(Records from a data source)

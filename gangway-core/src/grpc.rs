//! # Generic gRPC Transport
//!
//! Low-level building blocks for performing gRPC calls with dynamic message
//! types. Unlike standard `tonic` clients, which are strongly typed, the
//! components here work on generic `serde_json::Value` structures and
//! transcode them to Protobuf binary format on the fly using discovered
//! message descriptors.
pub mod client;
pub mod codec;
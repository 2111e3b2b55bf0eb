use gangway_core::prost_reflect::DescriptorPool;
use gangway_core::reflection::client::ReflectionClient;
use registry_service::RegistryService;
use tonic::service::Routes;

fn client() -> ReflectionClient<Routes> {
    let reflection = tonic_reflection::server::Builder::configure()
        .register_file_descriptor_set(registry_service::file_descriptor_set())
        .build_v1()
        .unwrap();
    let routes = Routes::new(reflection).add_service(RegistryService::new());
    ReflectionClient::new(routes)
}

#[tokio::test]
async fn lists_the_advertised_services() {
    let services = client().list_services().await.unwrap();

    assert!(services.contains(&"registry.Registry".to_string()));
    assert!(services.contains(&"grpc.reflection.v1.ServerReflection".to_string()));
}

#[tokio::test]
async fn fetches_a_usable_descriptor_set_for_a_symbol() {
    let fd_set = client()
        .file_descriptor_set_for_symbol(registry_service::SERVICE_NAME)
        .await
        .unwrap();

    assert!(
        fd_set
            .file
            .iter()
            .any(|file| file.name.as_deref() == Some("registry.proto"))
    );

    // The set must be closed enough to build a pool with the service in it.
    let pool = DescriptorPool::from_file_descriptor_set(fd_set).unwrap();
    let service = pool
        .get_service_by_name(registry_service::SERVICE_NAME)
        .unwrap();
    assert!(service.methods().any(|m| m.name() == "Get"));
}

#[tokio::test]
async fn an_unknown_symbol_is_reported_as_not_found() {
    let err = client()
        .file_descriptor_set_for_symbol("registry.Ghost")
        .await
        .unwrap_err();

    assert!(err.is_not_found());
}
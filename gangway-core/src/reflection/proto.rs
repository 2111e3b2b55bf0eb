//! Hand-maintained bindings for the subset of `grpc.reflection.v1` the
//! gateway speaks: symbol and file lookups plus service listing. Request and
//! response variants the gateway never sends (extension lookups) are omitted;
//! unknown fields in responses are skipped by prost during decoding.
//!
//! Field numbers follow `reflection/v1/reflection.proto` from the gRPC
//! repository and must not be changed independently of it.

/// Single request message of the `ServerReflectionInfo` stream.
#[derive(Clone, PartialEq, ::prost::Message)]
pub struct ServerReflectionRequest {
    #[prost(string, tag = "1")]
    pub host: String,
    #[prost(oneof = "server_reflection_request::MessageRequest", tags = "3, 4, 7")]
    pub message_request: Option<server_reflection_request::MessageRequest>,
}

pub mod server_reflection_request {
    #[derive(Clone, PartialEq, ::prost::Oneof)]
    pub enum MessageRequest {
        /// Find a proto file by its import path.
        #[prost(string, tag = "3")]
        FileByFilename(String),
        /// Find the proto file declaring the given fully qualified symbol.
        #[prost(string, tag = "4")]
        FileContainingSymbol(String),
        /// List the full names of the registered services.
        #[prost(string, tag = "7")]
        ListServices(String),
    }
}

/// Single response message of the `ServerReflectionInfo` stream.
#[derive(Clone, PartialEq, ::prost::Message)]
pub struct ServerReflectionResponse {
    #[prost(string, tag = "1")]
    pub valid_host: String,
    #[prost(oneof = "server_reflection_response::MessageResponse", tags = "4, 6, 7")]
    pub message_response: Option<server_reflection_response::MessageResponse>,
}

pub mod server_reflection_response {
    #[derive(Clone, PartialEq, ::prost::Oneof)]
    pub enum MessageResponse {
        #[prost(message, tag = "4")]
        FileDescriptorResponse(super::FileDescriptorResponse),
        #[prost(message, tag = "6")]
        ListServicesResponse(super::ListServiceResponse),
        #[prost(message, tag = "7")]
        ErrorResponse(super::ErrorResponse),
    }
}

/// A batch of serialized `FileDescriptorProto` messages.
#[derive(Clone, PartialEq, ::prost::Message)]
pub struct FileDescriptorResponse {
    #[prost(bytes = "vec", repeated, tag = "1")]
    pub file_descriptor_proto: Vec<Vec<u8>>,
}

#[derive(Clone, PartialEq, ::prost::Message)]
pub struct ListServiceResponse {
    #[prost(message, repeated, tag = "1")]
    pub service: Vec<ServiceResponse>,
}

#[derive(Clone, PartialEq, ::prost::Message)]
pub struct ServiceResponse {
    #[prost(string, tag = "1")]
    pub name: String,
}

/// Error reported inside the stream, carrying a `tonic::Code` value.
#[derive(Clone, PartialEq, ::prost::Message)]
pub struct ErrorResponse {
    #[prost(int32, tag = "1")]
    pub error_code: i32,
    #[prost(string, tag = "2")]
    pub error_message: String,
}

pub mod server_reflection_client {
    use crate::BoxError;
    use http_body::Body as HttpBody;

    /// Client for `grpc.reflection.v1.ServerReflection`, exposing its single
    /// bidirectional streaming method.
    #[derive(Debug, Clone)]
    pub struct ServerReflectionClient<T> {
        inner: tonic::client::Grpc<T>,
    }

    impl<T> ServerReflectionClient<T>
    where
        T: tonic::client::GrpcService<tonic::body::Body>,
        T::Error: Into<BoxError>,
        T::ResponseBody: HttpBody<Data = tonic::codegen::Bytes> + Send + 'static,
        <T::ResponseBody as HttpBody>::Error: Into<BoxError> + Send,
    {
        pub fn new(inner: T) -> Self {
            Self {
                inner: tonic::client::Grpc::new(inner),
            }
        }

        pub async fn server_reflection_info(
            &mut self,
            request: impl tonic::IntoStreamingRequest<Message = super::ServerReflectionRequest>,
        ) -> Result<
            tonic::Response<tonic::Streaming<super::ServerReflectionResponse>>,
            tonic::Status,
        > {
            self.inner.ready().await.map_err(|e| {
                tonic::Status::unknown(format!("service was not ready: {}", e.into()))
            })?;
            let codec = tonic_prost::ProstCodec::default();
            let path = http::uri::PathAndQuery::from_static(
                "/grpc.reflection.v1.ServerReflection/ServerReflectionInfo",
            );
            self.inner
                .streaming(request.into_streaming_request(), path, codec)
                .await
        }
    }
}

• [YOUR TASK] Reproduce exactly the lines from the one containing "batch of serialized" through the last line of the records, both included, and nothing else.

• [SOLUTION]
/// A batch of serialized `FileDescriptorProto` messages.
#[derive(Clone, PartialEq, ::prost::Message)]
pub struct FileDescriptorResponse {
    #[prost(bytes = "vec", repeated, tag = "1")]
    pub file_descriptor_proto: Vec<Vec<u8>>,
}

#[derive(Clone, PartialEq, ::prost::Message)]
pub struct ListServiceResponse {
    #[prost(message, repeated, tag = "1")]
    pub service: Vec<ServiceResponse>,
}

#[derive(Clone, PartialEq, ::prost::Message)]
pub struct ServiceResponse {
    #[prost(string, tag = "1")]
    pub name: String,
}

/// Error reported inside the stream, carrying a `tonic::Code` value.
#[derive(Clone, PartialEq, ::prost::Message)]
pub struct ErrorResponse {
    #[prost(int32, tag = "1")]
    pub error_code: i32,
    #[prost(string, tag = "2")]
    pub error_message: String,
}

pub mod server_reflection_client {
    use crate::BoxError;
    use http_body::Body as HttpBody;

    /// Client for `grpc.reflection.v1.ServerReflection`, exposing its single
    /// bidirectional streaming method.
    #[derive(Debug, Clone)]
    pub struct ServerReflectionClient<T> {
        inner: tonic::client::Grpc<T>,
    }

    impl<T> ServerReflectionClient<T>
    where
        T: tonic::client::GrpcService<tonic::body::Body>,
        T::Error: Into<BoxError>,
        T::ResponseBody: HttpBody<Data = tonic::codegen::Bytes> + Send + 'static,
        <T::ResponseBody as HttpBody>::Error: Into<BoxError> + Send,
    {
        pub fn new(inner: T) -> Self {
            Self {
                inner: tonic::client::Grpc::new(inner),
            }
        }

        pub async fn server_reflection_info(
            &mut self,
            request: impl tonic::IntoStreamingRequest<Message = super::ServerReflectionRequest>,
        ) -> Result<
            tonic::Response<tonic::Streaming<super::ServerReflectionResponse>>,
            tonic::Status,
        > {
            self.inner.ready().await.map_err(|e| {
                tonic::Status::unknown(format!("service was not ready: {}", e.into()))
            })?;
            let codec = tonic_prost::ProstCodec::default();
            let path = http::uri::PathAndQuery::from_static(
                "/grpc.reflection.v1.ServerReflection/ServerReflectionInfo",
            );
            self.inner
                .streaming(request.into_streaming_request(), path, codec)
                .await
        }
    }
}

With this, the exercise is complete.